J'avais acheté la trilogie (oui, les 3 tomes d'un coup) dès sa parution aux éditions France Loisir, en 2014. J'avais lu le premier tome, et… c'est tout. Je n'avais pas eu l'envie de poursuivre, même si je ne me rappelais plus pourquoi. 9 ans plus tard, décidée à faire un peu de tri dans mes étagères histoire d'épurer un peu ma collection, je les ai ressortis.
Et donc, ça donne quoi ?
Un univers original et intéressant…
L'un des souvenirs qu'il me restait de cette première lecture, c'était un univers original. Exit les rues médiévales, nous voilà plongés sur une île envahie par le sable, croulant sous la chaleur, avec une faune pas très sympathique : pumas à dents de sabres, créatures lupines rappelant des dragons, goules affamées, bestioles venimeuses… Qui a dit l'Australie ?
Et encore, on aurait pu découvrir une île encore plus inhospitalière. Généralement, quand un cycle de Fantasy tourne autour d'un Elu, l'histoire se déroule pendant sa quête. Ici, la quête est passée depuis longtemps, l'histoire nous raconte l'après, ce que je trouve plutôt intéressant et inhabituel. 9 ans avant le début de l'histoire, on apprend que Naslie, la protagoniste, littérale Elue des dieux, avait sauvé l'île de la désertification en lui accordant la pluie (c'est un peu plus compliqué que ça, mais en gros). Sauf que elle, ça ne lui a rien apporté, puisqu'elle a passé ces 9 dernières années à se cacher avec son fils, fuyant à la fois ses anciens ennemis, ses frères qui l'accusent du meurtre de son ancien mari et d'un de ses frères, et les gens en général.
Parce que le point que je trouve le plus intéressant du cycle, c'est son système de magie, ou plus précisément les règles qui le sous-tendent. Ici, les sorciers ne se voient pas servie leur magie sur un plateau d'argent. Ils doivent non seulement la demander aux dieux, mais en plus, ils doivent leur faire une offrande, et c'est la nature de cette offrande qui déterminera leur puissance. Rien à voir avec le mérite, inutile de sculpter la plus belle statuette de l'île, même l'enrouler dans du jambon ne suffira pas (on a les références qu'on a…). Il faut donner quelque chose de soi : une qualité, un défaut, des années de vie, la fertilité, la jeunesse… Bref, le choix est tout sauf anodin et induit vraiment l'idée de sacrifier quelque chose. Ce qui explique du même coup pourquoi l'île se méfie autant des sorciers. Car plus le sorcier est puissant, plus ça signifie qu'il est potentiellement dangereux, et pas uniquement en terme de puissance. Imaginez un sorcier qui se débarrasserait de son empathie ! Heureusement, à la façon du Petit Peuple dans le Folklore, les sorciers craignent mortellement l'Acier, contrebalançant leur pouvoir.

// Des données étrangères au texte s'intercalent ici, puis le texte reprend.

/// Makes `image_id` the only cover image of its product.
pub async fn set_cover_image(
    state: &AppState,
    user: &AuthUser,
    product_id: Uuid,
    image_id: Uuid,
) -> AppResult<ApiResponse<ProductImage>> {
    ensure_admin(user)?;

    let txn = state.orm.begin().await?;
    let existing = find_image(&txn, product_id, image_id).await?;
    enforce_exclusive::<ProductImages, _>(&txn, Some(product_id), image_id, true).await?;

    // Written unconditionally: `existing` was read before the partition lock.
    let mut active: ImageActive = existing.into();
    active.is_cover = Set(true);
    active.updated_at = Set(Utc::now().into());
    let image = active.update(&txn).await?;

    txn.commit().await?;

    audit_write(
        &state.pool,
        user,
        "product_image_set_cover",
        "product_images",
        serde_json::json!({ "product_id": product_id, "image_id": image_id }),
    )
    .await;

    Ok(ApiResponse::success(
        "Cover image set",
        image_from_entity(image),
        Some(Meta::empty()),
    ))
}

pub async fn delete_image(
    state: &AppState,
    user: &AuthUser,
    product_id: Uuid,
    image_id: Uuid,
) -> AppResult<ApiResponse<serde_json::Value>> {
    ensure_admin(user)?;
    let result = ProductImages::delete_many()
        .filter(ImageCol::Id.eq(image_id))
        .filter(ImageCol::ProductId.eq(product_id))
        .exec(&state.orm)
        .await?;
    if result.rows_affected == 0 {
        return Err(AppError::NotFound);
    }

    audit_write(
        &state.pool,
        user,
        "product_image_delete",
        "product_images",
        serde_json::json!({ "product_id": product_id, "image_id": image_id }),
    )
    .await;

    Ok(ApiResponse::deleted())
}

// ---- videos ----

pub async fn list_videos(
    state: &AppState,
    product_id: Uuid,
) -> AppResult<ApiResponse<ProductVideoList>> {
    let items = product_videos(&state.orm, product_id).await?;
    Ok(ApiResponse::success("Videos", ProductVideoList { items }, None))
}

pub async fn add_video(
    state: &AppState,
    user: &AuthUser,
    product_id: Uuid,
    payload: ProductVideoInput,
) -> AppResult<ApiResponse<ProductVideo>> {
    ensure_admin(user)?;
    payload.validate()?;

    if Products::find_by_id(product_id).one(&state.orm).await?.is_none() {
        return Err(AppError::NotFound);
    }
    let video = insert_video(&state.orm, product_id, payload).await?;

    audit_write(
        &state.pool,
        user,
        "product_video_create",
        "product_videos",
        serde_json::json!({ "product_id": product_id, "video_id": video.id }),
    )
    .await;

    Ok(ApiResponse::success(
        "Video added",
        video_from_entity(video),
        Some(Meta::empty()),
    ))
}

pub async fn delete_video(
    state: &AppState,
    user: &AuthUser,
    product_id: Uuid,
    video_id: Uuid,
) -> AppResult<ApiResponse<serde_json::Value>> {
    ensure_admin(user)?;
    let result = ProductVideos::delete_many()
        .filter(VideoCol::Id.eq(video_id))
        .filter(VideoCol::ProductId.eq(product_id))
        .exec(&state.orm)
        .await?;
    if result.rows_affected == 0 {
        return Err(AppError::NotFound);
    }

    audit_write(
        &state.pool,
        user,
        "product_video_delete",
        "product_videos",
        serde_json::json!({ "product_id": product_id, "video_id": video_id }),
    )
    .await;

    Ok(ApiResponse::deleted())
}

// ---- helpers ----

async fn find_image<C>(conn: &C, product_id: Uuid, image_id: Uuid) -> AppResult<ImageModel>
where
    C: ConnectionTrait,
{
    ProductImages::find_by_id(image_id)
        .filter(ImageCol::ProductId.eq(product_id))
        .one(conn)
        .await?
        .ok_or(AppError::NotFound)
}

async fn insert_image<C>(conn: &C, product_id: Uuid, input: ProductImageInput) -> AppResult<ImageModel>
where
    C: ConnectionTrait,
{
    let id = Uuid::new_v4();
    enforce_exclusive::<ProductImages, _>(conn, Some(product_id), id, input.is_cover).await?;

    let active = ImageActive {
        id: Set(id),
        product_id: Set(product_id),
        image: Set(input.image),
        alt_text: Set(input.alt_text),
        is_cover: Set(input.is_cover),
        created_at: NotSet,
        updated_at: NotSet,
    };
    Ok(active.insert(conn).await?)
}

async fn insert_video<C>(conn: &C, product_id: Uuid, input: ProductVideoInput) -> AppResult<VideoModel>
where
    C: ConnectionTrait,
{
    let active = VideoActive {
        id: Set(Uuid::new_v4()),
        product_id: Set(product_id),
        video: Set(input.video),
        alt_text: Set(input.alt_text),
        created_at: NotSet,
        updated_at: NotSet,
    };
    Ok(active.insert(conn).await?)
}

async fn product_images<C>(conn: &C, product_id: Uuid) -> AppResult<Vec<ProductImage>>
where
    C: ConnectionTrait,
{
    Ok(ProductImages::find()
        .filter(ImageCol::ProductId.eq(product_id))
        .order_by_desc(ImageCol::IsCover)
        .order_by_asc(ImageCol::CreatedAt)
        .order_by_asc(ImageCol::Id)
        .all(conn)
        .await?
        .into_iter()
        .map(image_from_entity)
        .collect())
}

async fn product_videos<C>(conn: &C, product_id: Uuid) -> AppResult<Vec<ProductVideo>>
where
    C: ConnectionTrait,
{
    Ok(ProductVideos::find()
        .filter(VideoCol::ProductId.eq(product_id))
        .order_by_desc(VideoCol::CreatedAt)
        .order_by_desc(VideoCol::Id)
        .all(conn)
        .await?
        .into_iter()
        .map(video_from_entity)
        .collect())
}

fn product_from_entity(model: ProductModel) -> Product {
    Product {
        id: model.id,
        name: model.name,
        category_id: model.category_id,
        series_id: model.series_id,
        model_id: model.model_id,
        width: model.width,
        height: model.height,
        depth: model.depth,
        description: model.description,
        stock: model.stock,
        created_at: model.created_at.with_timezone(&Utc),
        updated_at: model.updated_at.with_timezone(&Utc),
    }
}

fn image_from_entity(model: ImageModel) -> ProductImage {
    ProductImage {
        id: model.id,
        product_id: model.product_id,
        image: model.image,
        alt_text: model.alt_text,
        is_cover: model.is_cover,
        created_at: model.created_at.with_timezone(&Utc),
        updated_at: model.updated_at.with_timezone(&Utc),
    }
}

fn video_from_entity(model: VideoModel) -> ProductVideo {
    ProductVideo {
        id: model.id,
        product_id: model.product_id,
        video: model.video,
        alt_text: model.alt_text,
        created_at: model.created_at.with_timezone(&Utc),
        updated_at: model.updated_at.with_timezone(&Utc),
    }
}

#[cfg(test)]
mod tests {
    use super::*;

    fn image(is_cover: bool) -> ProductImageInput {
        ProductImageInput {
            image: "product_images/x.jpg".into(),
            alt_text: None,
            is_cover,
        }
    }

    #[test]
    fn counts_cover_flags() {
        assert_eq!(count_covers(&[]), 0);
        assert_eq!(count_covers(&[image(false), image(true), image(false)]), 1);
        assert_eq!(count_covers(&[image(true), image(true)]), 2);
    }
}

… mais des personnages unidimensionnels
Mais un roman de Fantasy, ce n'est pas seulement un univers, c'est aussi des personnages. Nous suivons donc Naslie, ancienne Elue des dieux, sorcière Mineure, et Yshem, un guerrier de l'Acier qui avait escorté l'Elue pendant sa quête, même s'ils ne se sont pas revus depuis. Jelis est né de leur union, et sa nature même est source d'inquiétude. Pensez donc, un sorcier insensible à l'Acier… Ils doivent donc non seulement protéger le gamin de l'île tout entière, mais surtout des anciens ennemis de Naslie, jaloux du choix des dieux.
Or, Naslie déteste copieusement Yshem, sans que j'aie réellement compris pourquoi. A vrai dire, elle déteste tout le monde. Quant à Yshem, malgré le temps écoulé et le peu de temps qu'il a passé avec elle, il est incapable de l'oublier et d'aller de l'avant. Premier problème, les personnages sont assez monolithiques. Naslie se méfie de tout le monde, c'est son seul trait de caractère avec son amour pour son fils, et Yshem a un orgueil démesuré, couplé à un gros forceur (on y revient). Une fois le gamin disparu et le duo réuni, ça s'engueule, ça s'insulte, ça s'accuse de tous les maux… Sur un premier tome, je veux bien, on le sait que les personnages vont évoluer. le problème, c'est que l'évolution, on ne la voit pas trop, c'est très répétitif, ça n'avance pas… jusqu'au dernier chapitre où tout est oublié, les personnages s'aiment et se pardonnent tout.. Alors, on comprend pourquoi les personnages sont écrits de cette façon, il y a une sorte de morale à la fin de l'histoire, mais bon…
En plus, au niveau de la typographie, il y a un détail qui devient très vite agaçant. Comme je l'ai dit, les personnages passent littéralement leur temps à se crier dessus, ce qui est symbolisé par une myriade de points d'exclamation et de double ponctuation ?! Sauf que quand il y en a 15 par page pendant 3 tomes, ça finit par fatiguer. Pareil que pour le point précédent, au début je pensais que ce ne serait que dans le 1er tome, que ça diminuerait petit à petit pour symboliser leur rapprochement… mais non, tout le monde crie tout le temps.
Et quand ça en crie pas, Yshem force, donc. Peu lui importent les non, les cris et les insultes de sa chère et tendre, il le sait, elle l'aime, et elle a envie de dire oui. Et la narration lui donne raison, en plus… On a aussi, curieusement, pas mal de Male Gaze. Les personnages féminins sont sexualisés, tout le temps, même quand le point de vue est situé dans la tête d'un gamin de 8 ans. Ca aussi, ça a du mal à passer aujourd'hui.
Dernier point, l'antagoniste, dont je ne révèlerai pas l'identité. Il y a un twist autour de ce personnage, un twist que je n'avais pas vu venir, et pour cause : j'ai eu l'impression que la narration trichait. Elle utilise à plusieurs reprises le point de vue de l'antagoniste, point de vue qui nous lance sur une fausse piste alors que… ben on est dans la tête de l'anta ! On devrait pas avoir cette fausse piste via ce point de vue… Quant à l'anta, même si sa caractérisation est expliquée par le sacrifice aux dieux, ça en fait un personnage pervers sadique, mais pas forcément intéressant, plus écoeurant qu'inquiétant. Perso, je n'ai pas adhéré.
Bilan
Je n'ai pas passé un désagréable moment de lecture, et je garde à l'esprit que le cycle a déjà une dizaine d'années. Malheureusement, il souffre de la comparaison avec d'autres cycles de High Fantasy, sans parler le manque de rythme, les protagonistes qui évoluent peu, et un antagoniste pas forcément intéressant.